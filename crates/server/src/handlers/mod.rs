//! HTTP request handlers.

pub mod common;
pub mod delta;
pub mod force;
pub mod health;
pub mod parts;

pub use common::*;
pub use delta::*;
pub use force::*;
pub use health::*;
pub use parts::*;
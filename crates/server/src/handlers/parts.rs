//! Catalog parts listing endpoint.

use crate::error::{ApiError, ApiResult};
use crate::handlers::common::{catalog_name, reject_self_request};
use crate::state::AppState;
use axum::extract::{Path, State};
use axum::http::{HeaderMap, header};
use axum::response::{IntoResponse, Response};
use tracing::debug;

/// GET /parts/{catalog}
///
/// Unknown catalogs answer 404 and queue a background refresh from the
/// upstream origin without waiting for queue space.
pub async fn get_parts(
    State(state): State<AppState>,
    Path(path): Path<String>,
    headers: HeaderMap,
) -> ApiResult<Response> {
    reject_self_request(&state, &headers)?;
    let catalog = catalog_name(&path);

    match state.parts.query(&catalog).await {
        Some(listing) => Ok((
            [(header::CONTENT_TYPE, "text/plain")],
            listing.to_string(),
        )
            .into_response()),
        None => {
            let queued = state.pulls.try_request(&catalog);
            debug!(catalog = %catalog, queued, "unknown catalog, refresh requested");
            Err(ApiError::CatalogNotFound(catalog))
        }
    }
}
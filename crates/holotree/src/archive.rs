//! ZIP transport of holotree parts.
//!
//! Delta archives carry blobs and catalogs at their library-relative paths,
//! so unpacking one at the hololib root puts every entry where it belongs.

use crate::error::{HolotreeError, HolotreeResult};
use std::fs::{self, File};
use std::io::{self, Seek, Write};
use std::path::Path;
use tracing::{debug, trace};
use uuid::Uuid;
use zip::write::FileOptions;
use zip::{CompressionMethod, DateTime, ZipArchive, ZipWriter};

/// Entry options shared by every appended file.
///
/// The timestamp is pinned so two builds from the same inputs produce
/// identical bytes.
fn entry_options() -> FileOptions {
    FileOptions::default()
        .compression_method(CompressionMethod::Deflated)
        .last_modified_time(DateTime::default())
        .unix_permissions(0o644)
}

/// Append the file at `absolute` to `sink` as entry `relative`.
///
/// The sink is left open for further entries. Returns the number of bytes
/// copied.
pub fn zip_append<W: Write + Seek>(
    sink: &mut ZipWriter<W>,
    absolute: &Path,
    relative: &str,
) -> HolotreeResult<u64> {
    let mut source = File::open(absolute)?;
    sink.start_file(relative, entry_options())?;
    let copied = io::copy(&mut source, sink)?;
    trace!(entry = relative, bytes = copied, "zip entry appended");
    Ok(copied)
}

/// Unpack `archive` under `root`, returning the number of files written.
///
/// Each file lands in a sibling temporary path first and is renamed into
/// place, so readers never observe a partially written blob.
pub fn extract_into(root: &Path, archive: &Path) -> HolotreeResult<usize> {
    let mut archive = ZipArchive::new(File::open(archive)?)?;
    let mut written = 0;
    for index in 0..archive.len() {
        let mut entry = archive.by_index(index)?;
        let Some(enclosed) = entry.enclosed_name().map(|p| root.join(p)) else {
            return Err(HolotreeError::UnsafeEntry(entry.name().to_string()));
        };
        if entry.is_dir() {
            fs::create_dir_all(&enclosed)?;
            continue;
        }
        let Some(parent) = enclosed.parent() else {
            return Err(HolotreeError::UnsafeEntry(entry.name().to_string()));
        };
        fs::create_dir_all(parent)?;

        let temp_path = parent.join(format!(".tmp.{}", Uuid::new_v4()));
        let result = (|| -> HolotreeResult<()> {
            let mut out = File::create(&temp_path)?;
            io::copy(&mut entry, &mut out)?;
            out.sync_all()?;
            fs::rename(&temp_path, &enclosed)?;
            Ok(())
        })();
        if let Err(err) = result {
            let _ = fs::remove_file(&temp_path);
            return Err(err);
        }
        written += 1;
    }
    debug!(root = %root.display(), files = written, "archive extracted");
    Ok(written)
}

» Problem requirements
Check each line of the data above, and please copy the ones in which the string "absolute" occurs.

» Solved exercise
/// Append the file at `absolute` to `sink` as entry `relative`.
    absolute: &Path,
    let mut source = File::open(absolute)?;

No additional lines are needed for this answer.